Le célèbre canard de la bande dessiné de Walt Disney intéresse les économistes pour ses comportements et ses choix vis-à-vis de l’argent. L’article «Economie des canards: Picsous» de Jean-Edouard Colliard, paru le 17 juin 2011 sur le Blog Mafeco, analyse des thématiques liées à la théorie économique que l’on retrouve souvent dans les histoires de Picsou.
Commençons par l’énorme quantité d’argent qui se trouve dans son coffre-fort. Elle semble à priori stockée sans qu’elle soit utilisée pour financer des investissements productifs. Une grande partie de la masse monétaire en circulation serait ainsi détournée par picsou qui la thésaurise dans son fameux coffre de Donaldville. [1]
Tournons-nous à présent sur son côté avare. Chaque centime gagné procure au célèbre canard une satisfaction démesurée avec une utilité marginale de l’argent quasiment constante. Picsou contredit la théorie de l’«homo oeconomicus» rationnel en dépensant beaucoup de temps pour essayer de gagner des petites sommes alors qu’il aurait la possibilité de placer son argent de manière plus rentable.
Si on le compare à deux autres canards de la bande dessinée, la chance peut être une «condition suffisante à l’enrichissement». Donald, bien connu pour sa malchance, est endetté jusqu’au coup, Gontran au contraire, avec sa chance extraordinaire, attend simplement que l’argent lui tombe sur la tête. Picsous est devenu riche en premier lieu en investissant et en travaillant dur mais toujours sous la bienveillance de son «sou fétiche», sans lequel il n’aurait pas amassé autant d’argent.
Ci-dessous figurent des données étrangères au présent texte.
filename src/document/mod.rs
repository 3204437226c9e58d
//! Markdown document structure and rendering.
//!
//! This module handles:
//! - Scanning headings into a table of contents with stable anchor ids
//! - Rendering markdown to HTML with comrak, tagging headings with those ids
//!   and resolving every link

mod render;
mod toc;
mod types;

pub use render::{PLAIN_LANGUAGE, RenderContext, RenderError, escape_html, open_link_tag, render_markdown};
pub use toc::{Slugger, extract_toc, scan_headings, slugify, strip_inline_markup};
pub use types::{CodeBlock, HeadingAnchor, RenderedDocument, TocEntry};
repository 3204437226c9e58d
//! Benchmarks for heading extraction.

use criterion::{Criterion, black_box, criterion_group, criterion_main};
use docview::document::extract_toc;

fn sample(sections: usize) -> String {
    let mut md = String::from("# Reference\n\n");
    for i in 0..sections {
        md.push_str(&format!("## Widget {i}\n\nSome *text* with `code`.\n\n### Properties\n\n"));
        md.push_str("```cpp\nauto w = Widget {};\n```\n\n");
    }
    md
}

fn bench_toc_simple(c: &mut Criterion) {
    let md = "# Hello\n\n## World";
    c.bench_function("toc_simple", |b| b.iter(|| extract_toc(black_box(md))));
}

fn bench_toc_large(c: &mut Criterion) {
    let md = sample(500);
    c.bench_function("toc_large", |b| b.iter(|| extract_toc(black_box(&md))));
}

criterion_group!(benches, bench_toc_simple, bench_toc_large);
criterion_main!(benches);
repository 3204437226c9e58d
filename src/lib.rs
// Only allow lints that are either transitive-dependency noise or
// genuinely opinionated style choices that don't indicate real issues.
#![allow(
    // Transitive dependency version mismatches we can't control
    clippy::multiple_crate_versions,
    // module_name_repetitions is pure style preference (e.g. links::LinkResolver)
    clippy::module_name_repetitions
)]

//! # docview
//!
//! A documentation viewer for markdown kept in a source repository.
//!
//! docview fetches markdown from a repository's raw content host and renders
//! it with:
//! - A table of contents with stable, collision-free heading anchors
//! - Links to sibling documents that switch pages without a reload
//! - Relative links and images pointed back at the repository
//! - Syntax-highlighted code blocks with copy buttons
//! - An active-section indicator that follows scrolling
//!
//! ## Architecture
//!
//! docview uses The Elm Architecture (TEA) pattern:
//! - **Model**: Selected document, rendered content, history
//! - **Message**: Selections, finished loads, link clicks, scrolling
//! - **Update**: Pure state transitions
//! - **View**: A standalone HTML page
//!
//! ## Modules
//!
//! - [`app`]: Selection state and the viewer driving it
//! - [`document`]: Heading extraction and markdown rendering
//! - [`fetch`]: Remote retrieval with a revalidation window
//! - [`links`]: Link classification and rewriting
//! - [`site`]: Document registry and repository locations
//! - [`location`]: Address bar and history
//! - [`ui`]: Page template and active-section tracking
//! - [`highlight`]: Syntax highlighting
//! - [`config`]: Saved command-line defaults

pub mod app;
pub mod config;
pub mod document;
pub mod fetch;
pub mod highlight;
pub mod links;
pub mod location;
pub mod site;
pub mod ui;

/// Re-export commonly used types
pub mod prelude {
    pub use crate::app::{Message, Model, Viewer};
    pub use crate::document::{RenderedDocument, TocEntry, extract_toc, render_markdown};
    pub use crate::fetch::{Fetcher, HttpTransport, Transport};
    pub use crate::links::{LinkKind, LinkResolver, ResolvedLink};
    pub use crate::site::Site;
    pub use crate::ui::{ActiveSection, ActiveSectionTracker};
}
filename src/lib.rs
//! chatrelay - storage adapter for chat events
//!
//! Turns chat metadata syncs and message events into conversation and message
//! rows in a PostgREST store, or into a local SQLite database, behind one
//! `MessageStore` capability set.

pub mod actors;
pub mod config;
pub mod core;
pub mod ingest;
pub mod storage;
pub mod utils;

pub mod api;
pub mod cli;

pub use api::*;
pub use config::Settings;
pub use crate::core::error::{StoreError, StoreResult};
pub use crate::core::models::{IncomingMessage, MediaInfo};
pub use storage::{open_store, MessageStore, WriteOutcome};

use once_cell::sync::OnceCell;
use std::sync::Arc;

static SYSTEM: OnceCell<System> = OnceCell::new();

pub struct System {
    store: Arc<dyn MessageStore>,
}

impl System {
    fn global() -> anyhow::Result<&'static System> {
        SYSTEM
            .get()
            .ok_or_else(|| anyhow::anyhow!("System not initialized. Call init() first"))
    }
}

/// Initialize the system from settings files and the environment
pub async fn init() -> anyhow::Result<()> {
    let settings = Settings::new()?;
    init_with_settings(&settings).await
}

pub async fn init_with_settings(settings: &Settings) -> anyhow::Result<()> {
    let store = open_store(settings).await?;
    init_with_store(store)
}

/// Install an already built backend as the process-wide store
pub fn init_with_store(store: Arc<dyn MessageStore>) -> anyhow::Result<()> {
    let backend = store.backend();
    SYSTEM
        .set(System { store })
        .map_err(|_| anyhow::anyhow!("System already initialized"))?;

    tracing::info!("chatrelay initialized with {} backend", backend);
    Ok(())
}

/// The process-wide store
pub fn store() -> anyhow::Result<Arc<dyn MessageStore>> {
    Ok(System::global()?.store.clone())
}

/// Release backend resources
pub async fn shutdown() -> anyhow::Result<()> {
    if let Some(system) = SYSTEM.get() {
        system.store.close().await?;
    }
    tracing::info!("chatrelay shutdown complete");
    Ok(())
}
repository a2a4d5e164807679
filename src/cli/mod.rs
pub mod commands;

pub use commands::{Cli, Commands};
Voici quelques liens supplémentaires sur Picsou et l’économie:
- Picsou et la morale du capitalisme, une analyse économique et sociologique du monde de Picsou (Blog une heure de peine..., Denis Colombi, 15 juin 2011)
- Picsou est presque aussi riche que Bill Gates, cet article essaye d’estimer la fortune fictive de Picsou (Le Figaro, 14 avril 2011)
- Picsou a inventé l'Euro, une histoire de la bande dessinée, publiée en Italie, qui contient une première expérience d’union monétaire (Libération, Jozsef Eric, 7 novembre 1997)
Pour l’équipe d’iconomix
Alexandre Mondoux
[1] Une possibilité pour une hypothétique banque centrale, dans cette bande dessinée de Walt Disney, serait d’augmenter la masse monétaire en fonction de celle amassé par Picsou.